### The records ###
// src/main.rs

use procplanner::{cli, logging, run};

fn main() {
    if let Err(err) = run_main() {
        eprintln!("procplanner error: {err:?}");
        std::process::exit(1);
    }
}

fn run_main() -> anyhow::Result<()> {
    let args = cli::parse();
    logging::init_logging(args.log_level)?;
    run(args)
}
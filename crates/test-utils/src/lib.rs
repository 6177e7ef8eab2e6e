pub mod builders;
pub mod recording_sink;

use std::sync::Once;
use tracing_subscriber::{fmt, EnvFilter};

static INIT: Once = Once::new();

/// Initialise tracing for tests.
///
/// - Uses `with_test_writer()`, so logs are captured per-test.
/// - The Rust test harness only prints captured output for **failing** tests
///   (unless you run with `-- --nocapture`).
///
/// Enable levels with e.g.:
/// `RUST_LOG=debug cargo test`
pub fn init_tracing() {
    INIT.call_once(|| {
        let filter =
            EnvFilter::try_from_default_env().unwrap_or_else(|_| EnvFilter::new("info"));

        let _ = fmt()
            .with_env_filter(filter)
            .with_test_writer() // print only for failing tests unless --nocapture
            .with_target(true)
            .try_init();
    });
}
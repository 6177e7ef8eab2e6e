// src/scheduler/round_robin.rs

use tracing::{debug, info, warn};

use crate::config::model::SimulationSection;
use crate::exec::execute_current;
use crate::process::Process;
use crate::scheduler::visit::{Termination, Visit, VisitOutcome};
use crate::sink::DiagnosticSink;
use crate::types::ProcessStatus;

/// Default repeated-jump threshold.
pub const REPEATED_JUMP_THRESHOLD: u32 = 2;

/// Termination policy applied on every visit.
#[derive(Debug, Clone, Copy, PartialEq, Eq)]
pub struct SchedulerPolicy {
    /// Force-terminate once `repeated_jumps` exceeds this value.
    pub repeated_jump_threshold: u32,
    /// Force-terminate once a process has executed this many instructions in
    /// total. `None` disables the check.
    pub step_limit: Option<u64>,
}

impl Default for SchedulerPolicy {
    fn default() -> Self {
        Self {
            repeated_jump_threshold: REPEATED_JUMP_THRESHOLD,
            step_limit: None,
        }
    }
}

impl From<&SimulationSection> for SchedulerPolicy {
    fn from(section: &SimulationSection) -> Self {
        Self {
            repeated_jump_threshold: section.repeated_jump_threshold,
            step_limit: section.step_limit,
        }
    }
}

/// Round-robin scheduler over a fixed, ordered process table.
///
/// It is responsible for:
/// - visiting non-finished processes strictly in load order
/// - granting each visit up to `quantum` instruction executions
/// - advancing `pc` after every executed instruction
/// - moving each process along `Ready -> Executing -> {Ready | Finished}`
/// - force-terminating runaway loops
///
/// The table is exclusively owned for the whole run; only the process being
/// visited is ever `Executing`.
#[derive(Debug)]
pub struct Scheduler {
    processes: Vec<Process>,
    policy: SchedulerPolicy,
    /// Number of passes started so far.
    passes: u64,
}

impl Scheduler {
    pub fn new(processes: Vec<Process>, policy: SchedulerPolicy) -> Self {
        Self {
            processes,
            policy,
            passes: 0,
        }
    }

    pub fn processes(&self) -> &[Process] {
        &self.processes
    }

    pub fn into_processes(self) -> Vec<Process> {
        self.processes
    }

    pub fn policy(&self) -> SchedulerPolicy {
        self.policy
    }

    pub fn passes(&self) -> u64 {
        self.passes
    }

    /// Returns `true` once every process is `Finished`.
    pub fn all_finished(&self) -> bool {
        self.processes.iter().all(|p| p.status.is_finished())
    }

    /// Number of processes currently `Executing`. Always 0 between visits.
    pub fn executing_count(&self) -> usize {
        self.processes
            .iter()
            .filter(|p| p.status == ProcessStatus::Executing)
            .count()
    }

    /// Drive the simulation until every process is `Finished` (production API).
    pub fn run(&mut self, sink: &mut dyn DiagnosticSink) {
        self.run_with_visits(sink);
    }

    /// Variant of [`run`](Scheduler::run) that returns every visit in order.
    pub fn run_with_visits(&mut self, sink: &mut dyn DiagnosticSink) -> Vec<Visit> {
        let mut visits = Vec::new();

        while !self.all_finished() {
            visits.extend(self.run_pass(sink));
        }

        sink.info("all processes finished");
        info!(
            passes = self.passes,
            visits = visits.len(),
            "scheduler: simulation complete"
        );
        visits
    }

    /// Visit every non-finished process once, in load order.
    pub fn run_pass(&mut self, sink: &mut dyn DiagnosticSink) -> Vec<Visit> {
        self.passes += 1;
        debug!(pass = self.passes, "scheduler: starting pass");

        let mut visits = Vec::new();
        for index in 0..self.processes.len() {
            if let Some(visit) = self.visit(index, sink) {
                visits.push(visit);
            }
        }
        visits
    }

    /// Visit the process at `index` in the table.
    ///
    /// Returns `None` for finished processes and out-of-range indices.
    pub fn visit(&mut self, index: usize, sink: &mut dyn DiagnosticSink) -> Option<Visit> {
        let policy = self.policy;
        let pass = self.passes.max(1);

        let process = self.processes.get_mut(index)?;
        if process.status.is_finished() {
            return None;
        }

        let visit = visit_process(process, &policy, pass, sink);
        debug_assert_eq!(self.executing_count(), 0);
        Some(visit)
    }
}

fn visit_process(
    process: &mut Process,
    policy: &SchedulerPolicy,
    pass: u64,
    sink: &mut dyn DiagnosticSink,
) -> Visit {
    let pid = process.pid;
    let before = process.snapshot();

    process.status = ProcessStatus::Executing;
    sink.info(&format!("context switch: pid {pid} Ready -> Executing"));
    sink.info(&format!("before: {before}"));

    let mut executed: u64 = 0;
    let mut errors: u64 = 0;
    let mut forced: Option<Termination> = None;

    while i64::try_from(executed).is_ok_and(|n| n < process.quantum) {
        let Some(index) = process.index() else {
            break;
        };
        sink.info(&format!("pid {pid} [{index}] {}", process.instructions()[index]));

        if execute_current(process, sink).is_err() {
            errors += 1;
        }
        process.pc += 1;
        process.steps_executed += 1;
        executed += 1;

        if process.repeated_jumps > policy.repeated_jump_threshold {
            forced = Some(Termination::RepeatedJump {
                target: process.last_jump,
                repeats: process.repeated_jumps,
            });
            break;
        }

        if let Some(limit) = policy.step_limit {
            if process.steps_executed >= limit && process.is_runnable() {
                forced = Some(Termination::StepLimit { limit });
                break;
            }
        }
    }

    let outcome = match forced {
        Some(reason) => VisitOutcome::ForcedTermination(reason),
        None if !process.is_runnable() => VisitOutcome::Completed,
        None if process.quantum <= 0 => VisitOutcome::NoProgress,
        None => VisitOutcome::Preempted,
    };

    match outcome {
        VisitOutcome::ForcedTermination(reason) => {
            warn!(pid, %reason, "scheduler: forcing process termination");
            sink.error(&format!("pid {pid} terminated: {reason}"));
        }
        VisitOutcome::NoProgress => {
            warn!(pid, quantum = process.quantum, "scheduler: non-positive quantum; finishing process");
        }
        VisitOutcome::Completed | VisitOutcome::Preempted => {}
    }

    process.status = if outcome.is_terminal() {
        ProcessStatus::Finished
    } else {
        ProcessStatus::Ready
    };

    let after = process.snapshot();
    sink.info(&format!("after: {after}"));
    sink.info(&format!("pid {pid} Executing -> {}", process.status));
    debug!(pid, executed, errors, ?outcome, "scheduler: visit complete");

    Visit {
        pid,
        pass,
        executed,
        errors,
        outcome,
        before,
        after,
    }
}
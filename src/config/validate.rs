// src/config/validate.rs

use crate::config::model::{ConfigFile, RawConfigFile};
use crate::errors::{PlannerError, Result};

impl TryFrom<RawConfigFile> for ConfigFile {
    type Error = crate::errors::PlannerError;

    fn try_from(raw: RawConfigFile) -> std::result::Result<Self, Self::Error> {
        validate_raw_config(&raw)?;
        Ok(ConfigFile::new_unchecked(raw.simulation, raw.loader, raw.log))
    }
}

fn validate_raw_config(cfg: &RawConfigFile) -> Result<()> {
    validate_loader(cfg)?;
    validate_simulation(cfg)?;
    Ok(())
}

fn validate_loader(cfg: &RawConfigFile) -> Result<()> {
    if cfg.loader.max_processes == 0 {
        return Err(PlannerError::ConfigError(
            "[loader].max_processes must be >= 1 (got 0)".to_string(),
        ));
    }

    if cfg.loader.max_instructions == 0 {
        return Err(PlannerError::ConfigError(
            "[loader].max_instructions must be >= 1 (got 0)".to_string(),
        ));
    }

    if cfg.loader.default_quantum < 1 {
        return Err(PlannerError::ConfigError(format!(
            "[loader].default_quantum must be >= 1 (got {})",
            cfg.loader.default_quantum
        )));
    }

    Ok(())
}

fn validate_simulation(cfg: &RawConfigFile) -> Result<()> {
    if cfg.simulation.step_limit == Some(0) {
        return Err(PlannerError::ConfigError(
            "[simulation].step_limit must be >= 1 when set (got 0)".to_string(),
        ));
    }

    Ok(())
}
// src/scheduler/mod.rs

//! Round-robin scheduling.
//!
//! - [`round_robin`] owns the process table and drives visits and passes.
//! - [`visit`] defines the per-visit result types, used by tests and by the
//!   final report.

pub mod round_robin;
pub mod visit;

pub use round_robin::{REPEATED_JUMP_THRESHOLD, Scheduler, SchedulerPolicy};
pub use visit::{Termination, Visit, VisitOutcome};
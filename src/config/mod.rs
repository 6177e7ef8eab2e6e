// src/config/mod.rs

//! Configuration loading and validation for procplanner.
//!
//! Responsibilities:
//! - Define the TOML-backed data model (`model.rs`).
//! - Load a config file from disk (`loader.rs`).
//! - Validate limits and defaults (`validate.rs`).

pub mod loader;
pub mod model;
pub mod validate;

pub use loader::{default_config_path, load_and_validate, load_from_path, load_or_default};
pub use model::{ConfigFile, LoaderSection, LogSection, RawConfigFile, SimulationSection};
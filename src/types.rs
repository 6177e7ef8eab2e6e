use std::fmt;
use std::str::FromStr;

/// Name of one of the three simulated registers.
#[derive(Debug, Clone, Copy, PartialEq, Eq, Hash)]
pub enum Register {
    Ax,
    Bx,
    Cx,
}

impl Register {
    pub fn as_str(&self) -> &'static str {
        match self {
            Register::Ax => "AX",
            Register::Bx => "BX",
            Register::Cx => "CX",
        }
    }
}

impl fmt::Display for Register {
    fn fmt(&self, f: &mut fmt::Formatter<'_>) -> fmt::Result {
        f.write_str(self.as_str())
    }
}

/// Register names are case-sensitive: only `AX`, `BX` and `CX` are accepted.
impl FromStr for Register {
    type Err = String;

    fn from_str(s: &str) -> Result<Self, Self::Err> {
        match s {
            "AX" => Ok(Register::Ax),
            "BX" => Ok(Register::Bx),
            "CX" => Ok(Register::Cx),
            other => Err(format!("unknown register: {other}")),
        }
    }
}

/// Lifecycle status of a simulated process.
///
/// - `Ready`: waiting for its next scheduling visit.
/// - `Executing`: currently being stepped by the scheduler. At most one
///   process is in this state at any time.
/// - `Finished`: terminal; never visited again.
#[derive(Debug, Clone, Copy, PartialEq, Eq, Default)]
pub enum ProcessStatus {
    #[default]
    Ready,
    Executing,
    Finished,
}

impl ProcessStatus {
    pub fn is_finished(&self) -> bool {
        matches!(self, ProcessStatus::Finished)
    }

    pub fn as_str(&self) -> &'static str {
        match self {
            ProcessStatus::Ready => "Ready",
            ProcessStatus::Executing => "Executing",
            ProcessStatus::Finished => "Finished",
        }
    }
}

impl fmt::Display for ProcessStatus {
    fn fmt(&self, f: &mut fmt::Formatter<'_>) -> fmt::Result {
        f.write_str(self.as_str())
    }
}

impl FromStr for ProcessStatus {
    type Err = String;

    fn from_str(s: &str) -> Result<Self, Self::Err> {
        match s.trim() {
            "Ready" => Ok(ProcessStatus::Ready),
            "Executing" => Ok(ProcessStatus::Executing),
            "Finished" => Ok(ProcessStatus::Finished),
            other => Err(format!(
                "invalid status: {other} (expected \"Ready\", \"Executing\" or \"Finished\")"
            )),
        }
    }
}
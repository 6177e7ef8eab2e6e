// src/exec/decoder.rs

//! Text → [`Instruction`] decoding.
//!
//! The two-operand form (`OP DEST, OPERAND`) is tried first, then the
//! one-operand form (`OP ARG`), then the bare `NOP`. Mnemonics and register
//! names are case-sensitive.

use std::str::FromStr;
use std::sync::LazyLock;

use regex::Regex;

use crate::exec::instruction::{ArithOp, DecodeError, Instruction, Operand};
use crate::types::Register;

static TWO_OPERAND: LazyLock<Regex> = LazyLock::new(|| {
    Regex::new(r"^([A-Z]+)\s+([^\s,]+)\s*,\s*(\S+)$").expect("two-operand pattern is valid")
});

static ONE_OPERAND: LazyLock<Regex> = LazyLock::new(|| {
    Regex::new(r"^([A-Z]+)\s+(\S+)$").expect("one-operand pattern is valid")
});

/// Decode a single line of instruction text.
pub fn decode(text: &str) -> Result<Instruction, DecodeError> {
    let line = text.trim();

    if let Some(caps) = TWO_OPERAND.captures(line) {
        return decode_two_operand(line, &caps[1], &caps[2], &caps[3]);
    }

    if let Some(caps) = ONE_OPERAND.captures(line) {
        return decode_one_operand(line, &caps[1], &caps[2]);
    }

    if line == "NOP" {
        return Ok(Instruction::Nop);
    }

    Err(DecodeError::Syntax(line.to_string()))
}

fn decode_two_operand(
    line: &str,
    mnemonic: &str,
    dest: &str,
    operand: &str,
) -> Result<Instruction, DecodeError> {
    let op = match mnemonic {
        "ADD" => ArithOp::Add,
        "SUB" => ArithOp::Sub,
        "MUL" => ArithOp::Mul,
        _ => return Err(DecodeError::Syntax(line.to_string())),
    };

    Ok(Instruction::Arith {
        op,
        dest: parse_register(line, dest)?,
        operand: parse_operand(line, operand)?,
    })
}

fn decode_one_operand(line: &str, mnemonic: &str, arg: &str) -> Result<Instruction, DecodeError> {
    match mnemonic {
        "INC" => Ok(Instruction::Inc(parse_register(line, arg)?)),
        "JMP" => Ok(Instruction::Jmp(parse_literal(line, arg)?)),
        _ => Err(DecodeError::Syntax(line.to_string())),
    }
}

fn parse_register(line: &str, token: &str) -> Result<Register, DecodeError> {
    Register::from_str(token).map_err(|_| DecodeError::UnknownRegister {
        register: token.to_string(),
        text: line.to_string(),
    })
}

fn parse_literal(line: &str, token: &str) -> Result<i64, DecodeError> {
    token.parse::<i64>().map_err(|_| DecodeError::InvalidLiteral {
        literal: token.to_string(),
        text: line.to_string(),
    })
}

/// Tokens that start like a number are literals; anything else must name a
/// register.
fn parse_operand(line: &str, token: &str) -> Result<Operand, DecodeError> {
    let looks_numeric = token
        .chars()
        .next()
        .is_some_and(|c| c.is_ascii_digit() || c == '-' || c == '+');

    if looks_numeric {
        parse_literal(line, token).map(Operand::Immediate)
    } else {
        parse_register(line, token).map(Operand::Register)
    }
}
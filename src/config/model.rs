// src/config/model.rs

use std::path::PathBuf;

use serde::Deserialize;

use crate::process::record::DEFAULT_QUANTUM;
use crate::scheduler::REPEATED_JUMP_THRESHOLD;

/// Configuration as read from a TOML file, before validation.
///
/// ```toml
/// [simulation]
/// repeated_jump_threshold = 2
/// step_limit = 10000
///
/// [loader]
/// max_processes = 10
/// max_instructions = 20
/// default_quantum = 3
///
/// [log]
/// file = "procplanner.log"
/// ```
///
/// All sections are optional and have reasonable defaults.
#[derive(Debug, Clone, Default, Deserialize)]
pub struct RawConfigFile {
    #[serde(default)]
    pub simulation: SimulationSection,

    #[serde(default)]
    pub loader: LoaderSection,

    #[serde(default)]
    pub log: LogSection,
}

/// Validated configuration. Construct through `ConfigFile::try_from`.
#[derive(Debug, Clone)]
pub struct ConfigFile {
    pub simulation: SimulationSection,
    pub loader: LoaderSection,
    pub log: LogSection,
}

impl ConfigFile {
    pub(crate) fn new_unchecked(
        simulation: SimulationSection,
        loader: LoaderSection,
        log: LogSection,
    ) -> Self {
        Self {
            simulation,
            loader,
            log,
        }
    }
}

impl Default for ConfigFile {
    fn default() -> Self {
        let raw = RawConfigFile::default();
        Self::new_unchecked(raw.simulation, raw.loader, raw.log)
    }
}

/// `[simulation]` section.
#[derive(Debug, Clone, Deserialize)]
pub struct SimulationSection {
    /// A process is force-terminated once its count of consecutive jumps to
    /// the same target exceeds this value.
    #[serde(default = "default_repeated_jump_threshold")]
    pub repeated_jump_threshold: u32,

    /// Optional cap on the total instructions a single process may execute.
    ///
    /// Unset by default, leaving the repeated-jump guard as the only forced
    /// termination.
    #[serde(default)]
    pub step_limit: Option<u64>,
}

fn default_repeated_jump_threshold() -> u32 {
    REPEATED_JUMP_THRESHOLD
}

impl Default for SimulationSection {
    fn default() -> Self {
        Self {
            repeated_jump_threshold: default_repeated_jump_threshold(),
            step_limit: None,
        }
    }
}

/// `[loader]` section.
#[derive(Debug, Clone, Deserialize)]
pub struct LoaderSection {
    #[serde(default = "default_max_processes")]
    pub max_processes: usize,

    /// Longer programs are truncated.
    #[serde(default = "default_max_instructions")]
    pub max_instructions: usize,

    #[serde(default = "default_quantum")]
    pub default_quantum: i64,
}

fn default_max_processes() -> usize {
    10
}

fn default_max_instructions() -> usize {
    20
}

fn default_quantum() -> i64 {
    DEFAULT_QUANTUM
}

impl Default for LoaderSection {
    fn default() -> Self {
        Self {
            max_processes: default_max_processes(),
            max_instructions: default_max_instructions(),
            default_quantum: default_quantum(),
        }
    }
}

/// `[log]` section.
#[derive(Debug, Clone, Default, Deserialize)]
pub struct LogSection {
    /// If set, simulation diagnostics are also written to this file.
    #[serde(default)]
    pub file: Option<PathBuf>,
}
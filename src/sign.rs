//! Package signing client
//!
//! Invokes `productsign` to produce a signed copy of an installer
//! package at a distinct destination path. Signing failures are
//! certificate or configuration problems, not transient, so there is no
//! retry here.

use std::path::Path;

use crate::runner::{ToolError, ToolRunner};

/// Signing errors
#[derive(Debug, thiserror::Error)]
pub enum SignError {
    #[error("productsign failed (exit {exit_code:?}): {diagnostic}")]
    Tool {
        exit_code: Option<i32>,
        diagnostic: String,
    },

    #[error(transparent)]
    Launch(#[from] ToolError),
}

/// Sign `src` with the given certificate identity, writing the signed
/// package to `dst`. The source file is left in place.
pub fn sign_pkg(
    runner: &dyn ToolRunner,
    identity: &str,
    src: &Path,
    dst: &Path,
) -> Result<(), SignError> {
    let args = vec![
        "--sign".to_string(),
        identity.to_string(),
        src.display().to_string(),
        dst.display().to_string(),
    ];

    let output = runner.run("productsign", &args, None)?;

    if !output.success {
        return Err(SignError::Tool {
            exit_code: output.exit_code,
            diagnostic: output.diagnostic(),
        });
    }

    Ok(())
}
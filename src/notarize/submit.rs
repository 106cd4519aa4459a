//! Submission client
//!
//! Uploads a package to the notarization authority via
//! `xcrun altool --notarize-app` and extracts the request identifier the
//! authority assigns. Upload failures surface immediately; there is no
//! retry at this layer.

use std::path::Path;

use crate::config::{AuthCredentials, Credentials};
use crate::notarize::parse::parse_notarization_info;
use crate::runner::{ToolError, ToolRunner};

/// A submission accepted by the authority
#[derive(Debug, Clone, PartialEq, Eq)]
pub struct NotarizationRequest {
    /// Authority-assigned opaque identifier, reused for every status
    /// query until a terminal status is reached
    pub request_uuid: String,
}

/// Submission errors
#[derive(Debug, thiserror::Error)]
pub enum SubmitError {
    /// The upload operation reported failure
    #[error("notarization upload failed (exit {exit_code:?}): {diagnostic}")]
    Upload {
        exit_code: Option<i32>,
        diagnostic: String,
    },

    /// The upload succeeded but the expected identifier line was absent,
    /// which is a protocol violation by the authority
    #[error("notarization upload output contained no RequestUUID line")]
    MissingRequestUuid,

    #[error(transparent)]
    Launch(#[from] ToolError),
}

/// Authorization arguments for altool, selected by credential variant.
///
/// A team short name, when present, appends the same provider flag pair
/// regardless of variant.
pub fn authorization_args(creds: &Credentials) -> Vec<String> {
    let mut args = match &creds.auth {
        AuthCredentials::AppleId {
            username,
            password,
            provider,
        } => {
            let mut args = vec![
                "-u".to_string(),
                username.clone(),
                "-p".to_string(),
                password.clone(),
            ];
            if let Some(provider) = provider {
                args.push("--asc-provider".to_string());
                args.push(provider.clone());
            }
            args
        }
        AuthCredentials::ApiKey { key_id, issuer_id } => vec![
            "--apiKey".to_string(),
            key_id.clone(),
            "--apiIssuer".to_string(),
            issuer_id.clone(),
        ],
    };

    if let Some(team) = &creds.team_short_name {
        args.push("--asc-provider".to_string());
        args.push(team.clone());
    }

    args
}

/// Upload a package for notarization and return the assigned request.
pub fn submit_package(
    runner: &dyn ToolRunner,
    pkg: &Path,
    app_id: &str,
    creds: &Credentials,
) -> Result<NotarizationRequest, SubmitError> {
    let mut args = vec![
        "altool".to_string(),
        "--notarize-app".to_string(),
        "--primary-bundle-id".to_string(),
        app_id.to_string(),
        "--file".to_string(),
        pkg.display().to_string(),
    ];
    args.extend(authorization_args(creds));

    let output = runner.run("xcrun", &args, None)?;

    if !output.success {
        return Err(SubmitError::Upload {
            exit_code: output.exit_code,
            diagnostic: output.diagnostic(),
        });
    }

    let request_uuid = parse_notarization_info(&output.stdout)
        .request_uuid
        .ok_or(SubmitError::MissingRequestUuid)?;

    Ok(NotarizationRequest { request_uuid })
}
###
- [Exercise directions] In restating the data, begin at its first line, reproduce each line word for word, and conclude with the line that contains "for **failing** tests".

- [Reply]
// src/main.rs

use procplanner::{cli, logging, run};

fn main() {
    if let Err(err) = run_main() {
        eprintln!("procplanner error: {err:?}");
        std::process::exit(1);
    }
}

fn run_main() -> anyhow::Result<()> {
    let args = cli::parse();
    logging::init_logging(args.log_level)?;
    run(args)
}
filename crates/test-utils/src/lib.rs
repository 6177e7ef8eab2e6e
pub mod builders;
pub mod recording_sink;

use std::sync::Once;
use tracing_subscriber::{fmt, EnvFilter};

static INIT: Once = Once::new();

/// Initialise tracing for tests.
///
/// - Uses `with_test_writer()`, so logs are captured per-test.
/// - The Rust test harness only prints captured output for **failing** tests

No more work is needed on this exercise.